What is being asked
Pull out of the data below the stretch of lines bounded by the one containing "pub fn race_followup_delay(&self)" and the one containing "pub fn shutdown_grace(&self)", both bounds included, unchanged.

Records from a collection
•••

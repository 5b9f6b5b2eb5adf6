//! Application configuration

use std::env;
use std::net::SocketAddr;
use std::time::Duration;

/// Log output format
#[derive(Debug, Clone, Copy, PartialEq, Eq, Default)]
pub enum LogFormat {
    #[default]
    Pretty,
    Json,
}

/// Application configuration loaded from environment variables
#[derive(Debug, Clone)]
pub struct Config {
    // Server
    pub bind_address: SocketAddr,
    pub shutdown_grace_secs: u64,

    // Conflict resolution
    pub move_jitter_max_ms: u64,
    pub race_followup_delay_ms: u64,

    // Liveness
    pub heartbeat_interval_secs: u64,
    pub heartbeat_max_missed: u32,

    // Logging
    pub stats_interval_secs: u64,
    pub log_format: LogFormat,
}

impl Config {
    /// Load configuration from environment variables
    pub fn from_env() -> Result<Self, ConfigError> {
        let bind_address = match (env::var("BIND_ADDRESS"), env::var("PORT")) {
            (Ok(addr), _) => addr,
            (Err(_), Ok(port)) => format!("0.0.0.0:{port}"),
            _ => "0.0.0.0:8080".to_string(),
        };

        Ok(Self {
            // Server
            bind_address: bind_address
                .parse()
                .map_err(|_| ConfigError::Invalid("BIND_ADDRESS must be a host:port socket address"))?,
            shutdown_grace_secs: env::var("SHUTDOWN_GRACE_SECS")
                .unwrap_or_else(|_| "5".to_string())
                .parse()
                .unwrap_or(5),

            // Conflict resolution
            move_jitter_max_ms: env::var("MOVE_JITTER_MAX_MS")
                .unwrap_or_else(|_| "20".to_string())
                .parse()
                .unwrap_or(20),
            race_followup_delay_ms: env::var("RACE_FOLLOWUP_DELAY_MS")
                .unwrap_or_else(|_| "5".to_string())
                .parse()
                .unwrap_or(5),

            // Liveness
            heartbeat_interval_secs: env::var("HEARTBEAT_INTERVAL_SECS")
                .unwrap_or_else(|_| "30".to_string())
                .parse()
                .unwrap_or(30),
            heartbeat_max_missed: {
                let missed = env::var("HEARTBEAT_MAX_MISSED")
                    .unwrap_or_else(|_| "1".to_string())
                    .parse()
                    .unwrap_or(1);
                if missed == 0 {
                    return Err(ConfigError::Invalid("HEARTBEAT_MAX_MISSED must be at least 1"));
                }
                missed
            },

            // Logging
            stats_interval_secs: env::var("STATS_INTERVAL_SECS")
                .unwrap_or_else(|_| "60".to_string())
                .parse()
                .unwrap_or(60),
            log_format: match env::var("LOG_FORMAT") {
                Ok(format) if format.eq_ignore_ascii_case("json") => LogFormat::Json,
                _ => LogFormat::Pretty,
            },
        })
    }

    pub fn move_jitter_max(&self) -> Duration {
        Duration::from_millis(self.move_jitter_max_ms)
    }

    pub fn race_followup_delay(&self) -> Duration {
        Duration::from_millis(self.race_followup_delay_ms)
    }

    pub fn heartbeat_interval(&self) -> Duration {
        Duration::from_secs(self.heartbeat_interval_secs.max(1))
    }

    pub fn shutdown_grace(&self) -> Duration {
        Duration::from_secs(self.shutdown_grace_secs)
    }

    /// `None` disables the periodic statistics log
    pub fn stats_interval(&self) -> Option<Duration> {
        (self.stats_interval_secs > 0).then(|| Duration::from_secs(self.stats_interval_secs))
    }
}

impl Default for Config {
    fn default() -> Self {
        Self {
            bind_address: SocketAddr::from(([0, 0, 0, 0], 8080)),
            shutdown_grace_secs: 5,
            move_jitter_max_ms: 20,
            race_followup_delay_ms: 5,
            heartbeat_interval_secs: 30,
            heartbeat_max_missed: 1,
            stats_interval_secs: 60,
            log_format: LogFormat::Pretty,
        }
    }
}

#[derive(Debug, thiserror::Error)]
pub enum ConfigError {
    #[error("Invalid configuration: {0}")]
    Invalid(&'static str),
}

•••

Answer
    pub fn race_followup_delay(&self) -> Duration {
        Duration::from_millis(self.race_followup_delay_ms)
    }

    pub fn heartbeat_interval(&self) -> Duration {
        Duration::from_secs(self.heartbeat_interval_secs.max(1))
    }

    pub fn shutdown_grace(&self) -> Duration {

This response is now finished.